Mantega irá permanecer no Ministério da Fazenda

Segundo fontes, após reunião de quase duas horas com a presidente eleita, ministro aceitou convite

Vera Rosa/BRASÍLIA, O Estado de S.Paulo

18 de novembro de 2010 | 17h13

O ministro da Fazenda, Guido Mantega, continuará no comando da economia no governo de Dilma Rousseff. Mantega conversou nesta quinta-feira, 18, com Dilma durante quase duas horas, na Granja do Torto. Na viagem que fez a Seul para a reunião do G-20, na semana passada, a presidente eleita já havia dado sinais de que Mantega permaneceria na Fazenda, como antecipou o jornal O Estado de S. Paulo.

 

Dilma gosta de Mantega, a quem sempre tratou por “Guidinho” quando era ministra da Casa Civil. No governo, ele sempre se aliou a Dilma na defesa da política desenvolvimentista, mesmo tendo embates com o então ministro da Fazenda Antonio Palocci, no primeiro mandato.

 

Um dirigente do PT lembrou nesta quinta-feira que a escolha da equipe econômica não passa pelo crivo de partidos e, portanto, pode ser divulgada antes das demais pastas. A intenção de Dilma é anunciar todo o primeiro escalão até 15 dezembro, dois dias antes de sua diplomação como presidente.

 

O discurso oficial, porém, ainda é de silêncio. O presidente do PT, José Eduardo Dutra, e o deputado José Eduardo Cardozo, ambos da equipe de transição de Dilma, não confirmaram nem negaram o convite a Mantega.

 

O ministro chegou ao prédio da Fazenda após a reunião com Dilma pela garagem, evitando os jornalistas que o aguardavam na portaria principal.

Em São Paulo, o ministro do Planejamento, Paulo Bernardo, disse achar "excelente" a permanência de Mantega na Fazenda, apesar de argumentar que Dilma "deve renovar o máximo possível" o ministério.

 

Os mercados de ações e câmbio operavam nesta quinta-feira mais ligados à conjuntura internacional do que às notícias locais, como a manutenção de Mantega no cargo.

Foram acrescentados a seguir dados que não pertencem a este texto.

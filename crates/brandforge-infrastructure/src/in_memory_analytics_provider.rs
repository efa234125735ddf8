//! In-memory AnalyticsProvider implementation.

use crate::mock::MockBehavior;
use crate::sample_data;
use brandforge_core::analytics::{
    AnalyticsOverview, AnalyticsProvider, BrandPerformance, ChannelPerformance,
    CompetitorComparison, ContentPerformance, DemographicsBreakdown, TimeRange,
    TimeSeriesPoint,
};
use brandforge_core::error::Result;
use async_trait::async_trait;
use chrono::{Duration, Utc};
use rand::rngs::StdRng;
use rand::{Rng, SeedableRng};

/// Base value and variance for one generated daily series.
struct SeriesShape {
    base: f64,
    variance: f64,
}

/// Analytics provider generating daily series around canned base values.
///
/// Series are produced from a seeded RNG held per provider, so a given
/// provider instance answers identically on every call.
pub struct InMemoryAnalyticsProvider {
    behavior: MockBehavior,
    seed: u64,
}

impl InMemoryAnalyticsProvider {
    /// Creates a provider with the default seed.
    pub fn new() -> Self {
        Self::with_behavior(MockBehavior::default())
    }

    /// Creates a provider with custom latency/failure behavior.
    pub fn with_behavior(behavior: MockBehavior) -> Self {
        Self { behavior, seed: 42 }
    }

    /// Overrides the RNG seed used for generated series.
    pub fn with_seed(mut self, seed: u64) -> Self {
        self.seed = seed;
        self
    }

    /// Generates one daily series ending today.
    fn series(&self, rng: &mut StdRng, days: usize, shape: &SeriesShape) -> Vec<TimeSeriesPoint> {
        let today = Utc::now().date_naive();
        (0..days)
            .map(|offset| {
                let date = today - Duration::days((days - 1 - offset) as i64);
                let noise: f64 = rng.gen_range(-0.5..0.5);
                let value = (shape.base + noise * shape.variance).max(0.0).round() as u64;
                TimeSeriesPoint {
                    date: date.format("%Y-%m-%d").to_string(),
                    value,
                }
            })
            .collect()
    }

    /// Variance widens with the window, matching the canned report shapes.
    fn shapes(range: TimeRange) -> (SeriesShape, SeriesShape, SeriesShape) {
        let (awareness_var, engagement_var, conversion_var) = match range {
            TimeRange::Last7Days => (8.0, 400.0, 0.5),
            TimeRange::Last30Days => (12.0, 600.0, 0.8),
            TimeRange::Last90Days => (18.0, 800.0, 1.2),
        };
        (
            SeriesShape { base: 68.0, variance: awareness_var },
            SeriesShape { base: 3200.0, variance: engagement_var },
            SeriesShape { base: 3.2, variance: conversion_var },
        )
    }
}

impl Default for InMemoryAnalyticsProvider {
    fn default() -> Self {
        Self::new()
    }
}

#[async_trait]
impl AnalyticsProvider for InMemoryAnalyticsProvider {
    async fn overview(&self) -> Result<AnalyticsOverview> {
        self.behavior.simulate("analytics overview").await?;
        Ok(sample_data::analytics_overview())
    }

    async fn brand_performance(&self, range: TimeRange) -> Result<BrandPerformance> {
        self.behavior.simulate("brand performance").await?;

        let mut rng = StdRng::seed_from_u64(self.seed);
        let days = range.days();
        let (awareness, engagement, conversion) = Self::shapes(range);

        Ok(BrandPerformance {
            brand_awareness: self.series(&mut rng, days, &awareness),
            engagement: self.series(&mut rng, days, &engagement),
            conversion: self.series(&mut rng, days, &conversion),
        })
    }

    async fn competitor_comparison(&self) -> Result<CompetitorComparison> {
        self.behavior.simulate("competitor comparison").await?;
        Ok(sample_data::competitor_comparison())
    }

    async fn demographics(&self) -> Result<DemographicsBreakdown> {
        self.behavior.simulate("demographics").await?;
        Ok(sample_data::demographics())
    }

    async fn channel_performance(&self) -> Result<Vec<ChannelPerformance>> {
        self.behavior.simulate("channel performance").await?;
        Ok(sample_data::channel_performance())
    }

    async fn content_performance(&self) -> Result<Vec<ContentPerformance>> {
        self.behavior.simulate("content performance").await?;
        Ok(sample_data::content_performance())
    }
}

Para André Perfeito, economista da Gradual Investimentos, a permanência de Mantega é positiva na medida em que ele "faz parte de uma equipe que construiu uma solidez macroeconômica brasileira", mas também traz preocupações. "Ao insistir no câmbio, ele traz dúvidas e constrangimentos na condução da política monetária, estou receoso com isso."

 

O presidente do Banco Central, Henrique Meirelles, não deverá ficar no posto. Para o seu lugar, o mais cotado é o diretor de Normas e Organização do Sistema Financeiro, Alexandre Antônio Tombini.